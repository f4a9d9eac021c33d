#![forbid(unsafe_code)]

use super::super::support::{CARD_COLUMNS, card_from_row};
use super::super::{
    SqliteStore, StoreError, canonicalize_card_id, canonicalize_pipeline, canonicalize_stage,
};
use pb_core::model::Card;
use rusqlite::{OptionalExtension, params};

impl SqliteStore {
    pub fn get_card(&self, pipeline_id: &str, card_id: &str) -> Result<Card, StoreError> {
        let pipeline = canonicalize_pipeline(pipeline_id)?;
        let card_id = canonicalize_card_id(card_id)?;
        let card = self
            .conn
            .query_row(
                &format!("SELECT {CARD_COLUMNS} FROM cards WHERE id=?1 AND deleted_at_ms IS NULL"),
                params![card_id.as_str()],
                card_from_row,
            )
            .optional()?
            .ok_or(StoreError::NotFound)?;
        if card.pipeline_id != pipeline.as_str() {
            return Err(StoreError::InvalidReference {
                expected: pipeline.as_str().to_string(),
                actual: card.pipeline_id,
            });
        }
        Ok(card)
    }

    /// Live cards of one partition, ordered by position.
    pub fn cards_by_partition(
        &self,
        pipeline_id: &str,
        stage: &str,
    ) -> Result<Vec<Card>, StoreError> {
        let pipeline = canonicalize_pipeline(pipeline_id)?;
        let stage = canonicalize_stage(stage)?;
        let mut stmt = self.conn.prepare(&format!(
            r#"
            SELECT {CARD_COLUMNS} FROM cards
            WHERE pipeline=?1 AND stage=?2 AND deleted_at_ms IS NULL
            ORDER BY position, rowid
            "#
        ))?;
        let cards = stmt
            .query_map(params![pipeline.as_str(), stage], card_from_row)?
            .collect::<Result<Vec<_>, _>>()?;
        Ok(cards)
    }

    /// Full-board refetch: every live card of the pipeline, ordered by stage
    /// label, positions ascending within each stage. Column order on the
    /// board comes from the display-order merge, not from this listing.
    pub fn cards_by_pipeline(&self, pipeline_id: &str) -> Result<Vec<Card>, StoreError> {
        let pipeline = canonicalize_pipeline(pipeline_id)?;
        let mut stmt = self.conn.prepare(&format!(
            r#"
            SELECT {CARD_COLUMNS} FROM cards
            WHERE pipeline=?1 AND deleted_at_ms IS NULL
            ORDER BY stage, position, rowid
            "#
        ))?;
        let cards = stmt
            .query_map(params![pipeline.as_str()], card_from_row)?
            .collect::<Result<Vec<_>, _>>()?;
        Ok(cards)
    }
}
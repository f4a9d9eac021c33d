#![forbid(unsafe_code)]

mod create;
mod delete;
mod move_card;
mod query;
mod update;
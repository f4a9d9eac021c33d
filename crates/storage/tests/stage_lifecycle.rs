#![forbid(unsafe_code)]

use pb_core::board::merge_display_order;
use pb_storage::{
    CreateCardRequest, CreateStageRequest, RenameStageRequest, SqliteStore, StoreError,
};
use std::path::PathBuf;

fn temp_dir(test_name: &str) -> PathBuf {
    let base = std::env::temp_dir();
    let pid = std::process::id();
    let nonce = std::time::SystemTime::now()
        .duration_since(std::time::UNIX_EPOCH)
        .unwrap_or_default()
        .as_nanos();
    let dir = base.join(format!("pb_storage_{test_name}_{pid}_{nonce}"));
    std::fs::create_dir_all(&dir).expect("create temp dir");
    dir
}

fn create_card(store: &mut SqliteStore, stage: &str, color: &str) -> pb_core::model::Card {
    store
        .create_card(CreateCardRequest {
            pipeline_id: "default".to_string(),
            entity_kind: "client".to_string(),
            entity_id: format!("client-{stage}"),
            stage: stage.to_string(),
            stage_color: color.to_string(),
            tags: Vec::new(),
            amount: None,
            capture_date_ms: None,
            notes: None,
        })
        .expect("create card")
}

fn labels(store: &SqliteStore) -> Vec<String> {
    store
        .list_stages("default")
        .expect("list stages")
        .into_iter()
        .map(|s| s.label)
        .collect()
}

#[test]
fn stages_are_derived_from_live_cards() {
    let mut store = SqliteStore::open(temp_dir("derived_stages")).expect("open store");
    create_card(&mut store, "leads", "#2d9cdb");
    create_card(&mut store, "leads", "#2d9cdb");
    create_card(&mut store, "won", "#27ae60");

    let stages = store.list_stages("default").expect("list stages");
    assert_eq!(stages.len(), 2);
    assert_eq!(stages[0].label, "leads");
    assert_eq!(stages[0].card_count, 2);
    assert_eq!(stages[1].label, "won");
    assert_eq!(stages[1].card_count, 1);
}

#[test]
fn stage_color_is_the_most_recent_card_write() {
    let mut store = SqliteStore::open(temp_dir("latest_color")).expect("open store");
    create_card(&mut store, "leads", "#111111");
    create_card(&mut store, "leads", "#222222");

    let stages = store.list_stages("default").expect("list stages");
    assert_eq!(stages[0].color, "#222222");
}

#[test]
fn delete_stage_is_guarded_by_card_count() {
    let mut store = SqliteStore::open(temp_dir("delete_guard")).expect("open store");
    store
        .create_stage(CreateStageRequest {
            pipeline_id: "default".to_string(),
            label: "review".to_string(),
            color: "#f2c94c".to_string(),
        })
        .expect("create stage");
    let card = create_card(&mut store, "review", "#f2c94c");

    let err = store
        .delete_stage("default", "review")
        .expect_err("expected StageNotEmpty");
    match err {
        StoreError::StageNotEmpty { label, card_count } => {
            assert_eq!(label, "review");
            assert_eq!(card_count, 1);
        }
        other => panic!("expected StageNotEmpty, got {other:?}"),
    }

    store.delete_card("default", &card.id).expect("delete card");
    store
        .delete_stage("default", "review")
        .expect("delete empty stage");
    assert!(store.registered_stages("default").expect("registered").is_empty());

    let err = store
        .delete_stage("default", "review")
        .expect_err("already gone");
    assert!(matches!(err, StoreError::NotFound), "got {err:?}");
}

#[test]
fn rename_relabels_every_live_card() {
    let mut store = SqliteStore::open(temp_dir("rename_bulk")).expect("open store");
    for _ in 0..3 {
        create_card(&mut store, "leads", "#2d9cdb");
    }

    let touched = store
        .rename_stage_cards(RenameStageRequest {
            pipeline_id: "default".to_string(),
            old_label: "leads".to_string(),
            new_label: "qualified".to_string(),
            color: "#9b51e0".to_string(),
        })
        .expect("rename");
    assert_eq!(touched, 3);

    assert_eq!(labels(&store), vec!["qualified"]);
    let cards = store
        .cards_by_partition("default", "qualified")
        .expect("partition");
    assert_eq!(cards.len(), 3);
    for card in &cards {
        assert_eq!(card.stage, "qualified");
        assert_eq!(card.stage_color, "#9b51e0");
    }
    let positions: Vec<i64> = cards.iter().map(|c| c.position).collect();
    assert_eq!(positions, vec![0, 1, 2]);
}

#[test]
fn rename_onto_existing_label_merges_after_destination() {
    let mut store = SqliteStore::open(temp_dir("rename_merge")).expect("open store");
    let a = create_card(&mut store, "leads", "#2d9cdb");
    let b = create_card(&mut store, "leads", "#2d9cdb");
    let c = create_card(&mut store, "qualified", "#9b51e0");

    store
        .rename_stage_cards(RenameStageRequest {
            pipeline_id: "default".to_string(),
            old_label: "leads".to_string(),
            new_label: "qualified".to_string(),
            color: "#9b51e0".to_string(),
        })
        .expect("rename merge");

    let cards = store
        .cards_by_partition("default", "qualified")
        .expect("partition");
    let ids: Vec<&str> = cards.iter().map(|card| card.id.as_str()).collect();
    assert_eq!(ids, vec![c.id.as_str(), a.id.as_str(), b.id.as_str()]);
    let positions: Vec<i64> = cards.iter().map(|card| card.position).collect();
    assert_eq!(positions, vec![0, 1, 2]);
}

#[test]
fn rename_to_same_label_recolors_in_place() {
    let mut store = SqliteStore::open(temp_dir("recolor")).expect("open store");
    let a = create_card(&mut store, "leads", "#2d9cdb");
    let b = create_card(&mut store, "leads", "#2d9cdb");

    let touched = store
        .rename_stage_cards(RenameStageRequest {
            pipeline_id: "default".to_string(),
            old_label: "leads".to_string(),
            new_label: "leads".to_string(),
            color: "#eb5757".to_string(),
        })
        .expect("recolor");
    assert_eq!(touched, 2);

    let cards = store.cards_by_partition("default", "leads").expect("partition");
    assert_eq!(cards[0].stage_color, "#eb5757");
    assert_eq!(cards[1].stage_color, "#eb5757");
    assert_eq!(cards[0].id, a.id);
    assert_eq!(cards[1].id, b.id);
}

#[test]
fn registered_empty_stage_survives_the_merge_as_empty_column() {
    let mut store = SqliteStore::open(temp_dir("empty_column")).expect("open store");
    create_card(&mut store, "new", "#2d9cdb");
    store
        .create_stage(CreateStageRequest {
            pipeline_id: "default".to_string(),
            label: "archive".to_string(),
            color: "#777777".to_string(),
        })
        .expect("create stage");

    let derived = store.list_stages("default").expect("derived");
    let hint = store.registered_stages("default").expect("hint");
    let columns = merge_display_order(&derived, &hint);

    let rendered: Vec<(&str, usize)> = columns
        .iter()
        .map(|c| (c.label.as_str(), c.card_count))
        .collect();
    assert_eq!(rendered, vec![("archive", 0), ("new", 1)]);
}

#[test]
fn duplicate_stage_registration_is_rejected() {
    let mut store = SqliteStore::open(temp_dir("duplicate_stage")).expect("open store");
    let request = CreateStageRequest {
        pipeline_id: "default".to_string(),
        label: "review".to_string(),
        color: "#f2c94c".to_string(),
    };
    store.create_stage(request.clone()).expect("first registration");
    let err = store.create_stage(request).expect_err("duplicate");
    assert!(matches!(err, StoreError::InvalidInput(_)), "got {err:?}");
}

#[test]
fn display_order_merges_client_list_with_known_labels() {
    let mut store = SqliteStore::open(temp_dir("display_order")).expect("open store");
    store
        .create_stage(CreateStageRequest {
            pipeline_id: "default".to_string(),
            label: "new".to_string(),
            color: "#2d9cdb".to_string(),
        })
        .expect("register new");
    store
        .create_stage(CreateStageRequest {
            pipeline_id: "default".to_string(),
            label: "won".to_string(),
            color: "#27ae60".to_string(),
        })
        .expect("register won");
    create_card(&mut store, "lost", "#eb5757");

    // Client reorders and introduces a label; "new" is omitted but must
    // keep a slot after the supplied list.
    store
        .set_display_order(
            "default",
            &["won".to_string(), "lost".to_string(), "review".to_string()],
        )
        .expect("set display order");

    let hint = store.registered_stages("default").expect("hint");
    let ordered: Vec<&str> = hint.iter().map(|r| r.label.as_str()).collect();
    assert_eq!(ordered, vec!["won", "lost", "review", "new"]);

    // "lost" was unknown to the registry; its color comes from its cards.
    let lost = hint.iter().find(|r| r.label == "lost").expect("lost row");
    assert_eq!(lost.color, "#eb5757");
}

#[test]
fn rename_display_label_follows_the_card_rewrite() {
    let mut store = SqliteStore::open(temp_dir("rename_hint")).expect("open store");
    store
        .create_stage(CreateStageRequest {
            pipeline_id: "default".to_string(),
            label: "leads".to_string(),
            color: "#2d9cdb".to_string(),
        })
        .expect("register");
    create_card(&mut store, "leads", "#2d9cdb");

    let request = RenameStageRequest {
        pipeline_id: "default".to_string(),
        old_label: "leads".to_string(),
        new_label: "qualified".to_string(),
        color: "#9b51e0".to_string(),
    };
    store.rename_stage_cards(request.clone()).expect("cards");
    store.rename_display_label(request).expect("hint");

    let hint = store.registered_stages("default").expect("hint");
    assert_eq!(hint.len(), 1);
    assert_eq!(hint[0].label, "qualified");
    assert_eq!(hint[0].color, "#9b51e0");
}

#[test]
fn stale_hint_after_partial_rename_degrades_to_empty_column() {
    let mut store = SqliteStore::open(temp_dir("stale_hint")).expect("open store");
    store
        .create_stage(CreateStageRequest {
            pipeline_id: "default".to_string(),
            label: "leads".to_string(),
            color: "#2d9cdb".to_string(),
        })
        .expect("register");
    create_card(&mut store, "leads", "#2d9cdb");

    // First half of the two-system update lands; the hint rewrite does not.
    store
        .rename_stage_cards(RenameStageRequest {
            pipeline_id: "default".to_string(),
            old_label: "leads".to_string(),
            new_label: "qualified".to_string(),
            color: "#9b51e0".to_string(),
        })
        .expect("cards");

    let derived = store.list_stages("default").expect("derived");
    let hint = store.registered_stages("default").expect("hint");
    let columns = merge_display_order(&derived, &hint);

    let rendered: Vec<(&str, usize)> = columns
        .iter()
        .map(|c| (c.label.as_str(), c.card_count))
        .collect();
    // No cards hidden, no cards duplicated; the stale label is just empty.
    assert_eq!(rendered, vec![("leads", 0), ("qualified", 1)]);
}
#![forbid(unsafe_code)]

mod envelope;
mod handlers;
mod payload;

pub use envelope::*;
pub use handlers::{definitions, dispatch, op_names};
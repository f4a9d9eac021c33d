#![forbid(unsafe_code)]

use super::super::support::{close_gap_tx, load_live_card_tx, now_ms};
use super::super::{SqliteStore, StoreError, canonicalize_card_id, canonicalize_pipeline};
use rusqlite::params;

impl SqliteStore {
    /// Soft delete. The vacated slot is reclaimed in the same transaction, so
    /// the partition never shows a gap to another connection.
    pub fn delete_card(&mut self, pipeline_id: &str, card_id: &str) -> Result<(), StoreError> {
        let pipeline = canonicalize_pipeline(pipeline_id)?;
        let card_id = canonicalize_card_id(card_id)?;
        let now_ms = now_ms();
        let tx = self.conn.transaction()?;

        let card = load_live_card_tx(&tx, card_id.as_str())?.ok_or(StoreError::NotFound)?;
        if card.pipeline_id != pipeline.as_str() {
            return Err(StoreError::InvalidReference {
                expected: pipeline.as_str().to_string(),
                actual: card.pipeline_id,
            });
        }

        tx.execute(
            "UPDATE cards SET deleted_at_ms=?1, updated_at_ms=?1 WHERE id=?2",
            params![now_ms, card.id],
        )?;
        close_gap_tx(&tx, &card.pipeline_id, &card.stage, card.position)?;

        tx.commit()?;
        Ok(())
    }
}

━━━━━━━━━━

**YOUR GOAL**: What is needed is a word-for-word copy of the records above, from the first line through the line that contains "pub fn get_card(&self, pipeline_id: &str, card_id: &str)".

**EXPECTED ANSWER**:
repository f4a9d9eac021c33d
#![forbid(unsafe_code)]

use super::super::support::{CARD_COLUMNS, card_from_row};
use super::super::{
    SqliteStore, StoreError, canonicalize_card_id, canonicalize_pipeline, canonicalize_stage,
};
use pb_core::model::Card;
use rusqlite::{OptionalExtension, params};

impl SqliteStore {
    pub fn get_card(&self, pipeline_id: &str, card_id: &str) -> Result<Card, StoreError> {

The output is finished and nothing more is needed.